By Katie Tracy, Center for Progressive Reform
On Monday, July 17, the Occupational Safety and Health Administration (OSHA) convened a public meeting to hear input from stakeholders about how the agency might grow and strengthen its Voluntary Protection Programs (VPP). Given the change in administration, the announcement was no surprise.
Growing the VPP had also been a priority of the George W. Bush administration, during which time OSHA made plans to add thousands of new participants despite having no evidence the program improved worker health and safety. Resource constraints ultimately tempered OSHA’s expansion plans, but not before the agency had damaged the VPP and eroded its integrity. With this history in mind, I attended this week’s stakeholder meeting to urge the agency to learn from the past and reevaluate the VPP’s performance and cost-effectiveness before it moves to expand it. The Government Accountability Office (GAO) or the Department of Labor (DOL) Inspector General should also perform an independent audit to determine whether the program meets its objectives and is a worthwhile use of taxpayer dollars.
The VPP is a cooperative program by which OSHA recognizes worksites that have comprehensive safety and health management programs in place and below-average injury rates compared to the rest of their industry. To participate in the VPP, an employer must submit an application to the agency and undergo an initial onsite evaluation. Once approved, OSHA performs a reevaluation every three to five years. In exchange for implementing these programs and maintaining below-average injury rates, OSHA exempts participants from programmed inspections (although they are still subject to complaint, referral, or incident inspections).
OSHA established the VPP in 1982, and it remained relatively small until two decades later, when the George W. Bush administration sought to expand it to 8,000 participants. According to a 2004 GAO review of OSHA’s voluntary compliance programs, the agency not only lacked the comprehensive data needed to assess whether its voluntary compliance programs were effective, but administering the programs swallowed a large amount of OSHA’s limited resources.
By the end of the Bush administration, the VPP had grown to more than 2,000 participants. OSHA had gone ahead with expanding this resource-intensive program without collecting or analyzing data to show it had a measurable impact on worker health and safety. In fact, when GAO reviewed the VPP program in 2009, it found that OSHA still “has not developed goals or measures to assess the performance of the VPP, and the agency’s efforts to evaluate the program’s effectiveness have been inadequate.” Due to limited resources, OSHA had failed to keep up with the VPP’s growth. Several participating worksites were no longer qualified, but OSHA had not kicked them out. And OSHA faced a major backlog of VPP re-approval applications.

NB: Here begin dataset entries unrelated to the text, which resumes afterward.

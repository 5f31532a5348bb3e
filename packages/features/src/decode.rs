//! Feature → record conversion.

use diaspora_map_demographics_models::{Community, Country, LocationRecord, PointOfInterest};
use geojson::{Feature, FeatureCollection};
use serde::Deserialize;

use crate::FeatureError;

/// Property bag as written by [`crate::encode_record`]. Unknown keys,
/// including the derived `percentIndian`, are ignored.
#[derive(Deserialize)]
#[serde(rename_all = "camelCase")]
struct RecordProperties {
    id: String,
    city: String,
    state: String,
    country: Country,
    indian_population: u64,
    total_population: u64,
    #[serde(default)]
    communities: Vec<Community>,
    #[serde(default)]
    points_of_interest: Vec<PointOfInterest>,
}

/// Decodes every feature of a collection back into records, in order.
///
/// # Errors
///
/// Returns the [`FeatureError`] of the first feature that cannot be
/// decoded.
pub fn decode(collection: &FeatureCollection) -> Result<Vec<LocationRecord>, FeatureError> {
    collection
        .features
        .iter()
        .enumerate()
        .map(|(index, feature)| decode_feature(index, feature))
        .collect()
}

/// Decodes one feature. `index` is only used in error messages.
///
/// # Errors
///
/// Returns a [`FeatureError`] if the geometry is missing or not a point, or
/// if the properties do not describe a record.
pub fn decode_feature(index: usize, feature: &Feature) -> Result<LocationRecord, FeatureError> {
    let geometry = feature
        .geometry
        .as_ref()
        .ok_or(FeatureError::MissingGeometry { index })?;

    let (longitude, latitude) = match &geometry.value {
        geojson::Value::Point(position) => match position.as_slice() {
            [lon, lat, ..] => (*lon, *lat),
            _ => return Err(FeatureError::InvalidPosition { index }),
        },
        other => {
            return Err(FeatureError::NotAPoint {
                index,
                kind: geometry_kind(other),
            });
        }
    };

    let properties = feature
        .properties
        .clone()
        .ok_or(FeatureError::MissingProperties { index })?;

    let props: RecordProperties =
        serde_json::from_value(serde_json::Value::Object(properties))
            .map_err(|source| FeatureError::Properties { index, source })?;

    Ok(LocationRecord {
        id: props.id,
        city: props.city,
        state: props.state,
        country: props.country,
        latitude,
        longitude,
        indian_population: props.indian_population,
        total_population: props.total_population,
        communities: props.communities,
        points_of_interest: props.points_of_interest,
    })
}

const fn geometry_kind(value: &geojson::Value) -> &'static str {
    match value {
        geojson::Value::Point(_) => "Point",
        geojson::Value::MultiPoint(_) => "MultiPoint",
        geojson::Value::LineString(_) => "LineString",
        geojson::Value::MultiLineString(_) => "MultiLineString",
        geojson::Value::Polygon(_) => "Polygon",
        geojson::Value::MultiPolygon(_) => "MultiPolygon",
        geojson::Value::GeometryCollection(_) => "GeometryCollection",
    }
}

/// Parses a `GeoJSON` `FeatureCollection` document.
///
/// # Errors
///
/// Returns [`FeatureError::Json`] if the text is not a feature collection.
pub fn from_geojson_string(json: &str) -> Result<FeatureCollection, FeatureError> {
    Ok(serde_json::from_str(json)?)
}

During the Obama administration, OSHA focused on restoring the VPP’s integrity, rather than growing its size. (For an insider’s perspective on this, check out Former Deputy Assistant Secretary Jordan Barab’s blog here). Yet with Congress cutting OSHA’s budget year after year, the agency struggled (and failed) to get the program back on course. When the DOL Inspector General conducted a performance audit of the VPP for FY 2012, it found that not much had changed.
Given the program’s history and continuing deficiencies, it’s alarming that OSHA is once again moving to expand the VPP. Not only does OSHA continue to lack the necessary resources to expand the program, the agency still hasn’t assessed the program’s performance to find out if it works.
A new independent audit of the VPP by GAO or the DOL Inspector General would tell OSHA whether the program is having a positive effect on worker health and safety, having a negative effect, or having no effect at all. If the program has a negative or negligible effect, the agency should consider abandoning it or at the very least work to substantially improve it before considering an expansion. And if the VPP is achieving its intended purpose, a formal assessment may provide OSHA with much-needed support for continuing or expanding the program. Of course, before assessing the program’s performance, OSHA must develop programmatic goals and measures. Once the agency has comprehensively evaluated the VPP, it would then need to compare the results relative to its other compliance assistance and enforcement programs to determine which is most effective.
At OSHA’s stakeholder meeting on Monday, I had a brief opportunity to call on the agency to assess the program before moving ahead. I’ll be preparing written comments to submit to the agency as well as keeping a watchful eye on the VPP and OSHA enforcement policy more broadly. OSHA should not proceed to invest taxpayer dollars into this program without GAO or the Labor Department Inspector General first performing an independent audit to ensure it yields the highest benefits for worker health and safety.
If you’re interested in attending OSHA’s next stakeholder meeting on the VPP in New Orleans on August 28, 2017, visit OSHA’s website. You can also submit comments in writing to OSHA until September 15, 2017.